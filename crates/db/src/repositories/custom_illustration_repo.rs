//! Repository for the `custom_illustrations` table.

use sqlx::PgPool;
use storynest_core::types::DbId;

use crate::models::custom_illustration::{CreateCustomIllustration, CustomIllustration};

/// Column list shared across queries to avoid repetition.
const COLUMNS: &str = "id, user_id, title, description, image_url, storage_key, created_at";

/// CRUD operations for user-uploaded illustrations.
pub struct CustomIllustrationRepo;

impl CustomIllustrationRepo {
    /// Insert a record for an already-uploaded illustration.
    pub async fn create(
        pool: &PgPool,
        input: &CreateCustomIllustration,
    ) -> Result<CustomIllustration, sqlx::Error> {
        let query = format!(
            "INSERT INTO custom_illustrations (user_id, title, description, image_url, storage_key)
             VALUES ($1, $2, $3, $4, $5)
             RETURNING {COLUMNS}"
        );
        sqlx::query_as::<_, CustomIllustration>(&query)
            .bind(input.user_id)
            .bind(&input.title)
            .bind(&input.description)
            .bind(&input.image_url)
            .bind(&input.storage_key)
            .fetch_one(pool)
            .await
    }

    /// Find an illustration owned by `user_id`.
    pub async fn find_for_user(
        pool: &PgPool,
        id: DbId,
        user_id: DbId,
    ) -> Result<Option<CustomIllustration>, sqlx::Error> {
        let query =
            format!("SELECT {COLUMNS} FROM custom_illustrations WHERE id = $1 AND user_id = $2");
        sqlx::query_as::<_, CustomIllustration>(&query)
            .bind(id)
            .bind(user_id)
            .fetch_optional(pool)
            .await
    }

    /// List all illustrations for a user, newest first.
    pub async fn list_by_user(
        pool: &PgPool,
        user_id: DbId,
    ) -> Result<Vec<CustomIllustration>, sqlx::Error> {
        let query = format!(
            "SELECT {COLUMNS} FROM custom_illustrations
             WHERE user_id = $1 ORDER BY created_at DESC"
        );
        sqlx::query_as::<_, CustomIllustration>(&query)
            .bind(user_id)
            .fetch_all(pool)
            .await
    }

    /// Delete an illustration row. Returns `true` if a row was removed.
    pub async fn delete(pool: &PgPool, id: DbId, user_id: DbId) -> Result<bool, sqlx::Error> {
        let result =
            sqlx::query("DELETE FROM custom_illustrations WHERE id = $1 AND user_id = $2")
                .bind(id)
                .bind(user_id)
                .execute(pool)
                .await?;
        Ok(result.rows_affected() > 0)
    }
}
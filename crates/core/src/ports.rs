//! Service ports implemented by the outbound-integration crates.
//!
//! The pipeline depends only on these traits, so tests run against in-memory
//! stubs and credentials never leak below the composition root.

use async_trait::async_trait;
use bytes::Bytes;

/// A base64-encoded image attached to a text-generation request.
#[derive(Debug, Clone)]
pub struct ReferenceImage {
    /// Declared media type, e.g. `image/png`.
    pub media_type: String,
    /// Base64-encoded image bytes (standard alphabet, no data-URL prefix).
    pub data_base64: String,
}

/// Failures from the generation services.
#[derive(Debug, thiserror::Error)]
pub enum GenAiError {
    /// The service refused the prompt on content-policy grounds. Surfaced
    /// to callers as a non-fatal warning rather than a generic failure.
    #[error("Content policy rejection: {0}")]
    ContentPolicy(String),

    /// The service answered with a non-success status.
    #[error("Upstream error ({status}): {message}")]
    Upstream { status: u16, message: String },

    /// The request never completed (connect error, timeout, bad body).
    #[error("Transport error: {0}")]
    Transport(String),

    /// The service answered 2xx but the body had an unexpected shape.
    #[error("Unexpected response shape: {0}")]
    UnexpectedResponse(String),
}

/// Failures from object storage.
#[derive(Debug, thiserror::Error)]
pub enum StorageError {
    #[error("Upload failed for {key}: {message}")]
    Upload { key: String, message: String },

    #[error("Delete failed for {key}: {message}")]
    Delete { key: String, message: String },
}

/// Single-shot text generation.
///
/// Implementations make exactly one outbound call per invocation and never
/// retry; transient upstream failures surface as errors for the caller to
/// report.
#[async_trait]
pub trait TextGenerator: Send + Sync {
    async fn generate(
        &self,
        prompt: &str,
        reference_image: Option<&ReferenceImage>,
    ) -> Result<String, GenAiError>;
}

/// Text-to-image generation.
///
/// One square image per call at the implementation's fixed resolution. The
/// returned bytes are ready for upload; fetching any intermediate temporary
/// URL is the implementation's concern.
#[async_trait]
pub trait ImageGenerator: Send + Sync {
    async fn generate(&self, prompt: &str) -> Result<Bytes, GenAiError>;
}

/// Durable public object storage.
#[async_trait]
pub trait ObjectStore: Send + Sync {
    /// Store `bytes` under `key` and return the public URL.
    async fn put(
        &self,
        key: &str,
        bytes: Bytes,
        content_type: &str,
        cache_control: &str,
    ) -> Result<String, StorageError>;

    /// Remove the object at `key`. Deleting a missing key is not an error.
    async fn delete(&self, key: &str) -> Result<(), StorageError>;
}
//! Story-generation orchestration.
//!
//! One [`story::StoryPipeline`] instance serves the whole process. Each
//! request flows linearly: build the prompt, call the text model once,
//! parse the embedded JSON, then (when illustration is configured) fan out
//! over the returned illustration descriptions, and assemble the response.
//! There is no state shared between requests and no retry at any stage.

pub mod story;

pub use story::{Illustrator, PipelineError, StoryPipeline};
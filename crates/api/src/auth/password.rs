//! Argon2id password hashing, verification, and strength validation.
//!
//! All password hashes use the Argon2id variant with a cryptographically
//! random salt generated via [`OsRng`]. The PHC string format is used for
//! storage so that algorithm parameters and salt are embedded in the hash
//! itself.

use argon2::password_hash::rand_core::OsRng;
use argon2::password_hash::{PasswordHash, PasswordHasher, PasswordVerifier, SaltString};
use argon2::Argon2;

/// Hash a plaintext password using Argon2id with a random salt.
///
/// Returns the PHC-formatted hash string (includes algorithm, params, salt,
/// and hash).
pub fn hash_password(password: &str) -> Result<String, argon2::password_hash::Error> {
    let salt = SaltString::generate(&mut OsRng);
    let argon2 = Argon2::default(); // Argon2id with default params
    let hash = argon2.hash_password(password.as_bytes(), &salt)?;
    Ok(hash.to_string())
}

/// Verify a plaintext password against a stored PHC-formatted Argon2id hash.
///
/// Returns `Ok(true)` if the password matches, `Ok(false)` if it does not.
pub fn verify_password(password: &str, hash: &str) -> Result<bool, argon2::password_hash::Error> {
    let parsed_hash = PasswordHash::new(hash)?;
    match Argon2::default().verify_password(password.as_bytes(), &parsed_hash) {
        Ok(()) => Ok(true),
        Err(argon2::password_hash::Error::Password) => Ok(false),
        Err(e) => Err(e),
    }
}

#[cfg(test)]
mod tests {
    use super::*;

    #[test]
    fn hash_and_verify() {
        let password = "correct-horse-battery-staple";
        let hash = hash_password(password).expect("hashing should succeed");

        assert!(
            hash.starts_with("$argon2id$"),
            "expected argon2id PHC prefix"
        );
        assert!(verify_password(password, &hash).unwrap());
        assert!(!verify_password("wrong-password", &hash).unwrap());
    }

    #[test]
    fn same_password_hashes_differently() {
        let a = hash_password("hunter22222").unwrap();
        let b = hash_password("hunter22222").unwrap();
        assert_ne!(a, b, "random salts must produce distinct hashes");
    }

    #[test]
    fn malformed_hash_is_an_error() {
        assert!(verify_password("whatever", "not-a-phc-string").is_err());
    }
}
---+---
• _ACTIVITY_:
Please go through the data above and copy every line that has the word "WHERE".

• _ANSWER_:
            format!("SELECT {COLUMNS} FROM custom_illustrations WHERE id = $1 AND user_id = $2");
             WHERE user_id = $1 ORDER BY created_at DESC"
            sqlx::query("DELETE FROM custom_illustrations WHERE id = $1 AND user_id = $2")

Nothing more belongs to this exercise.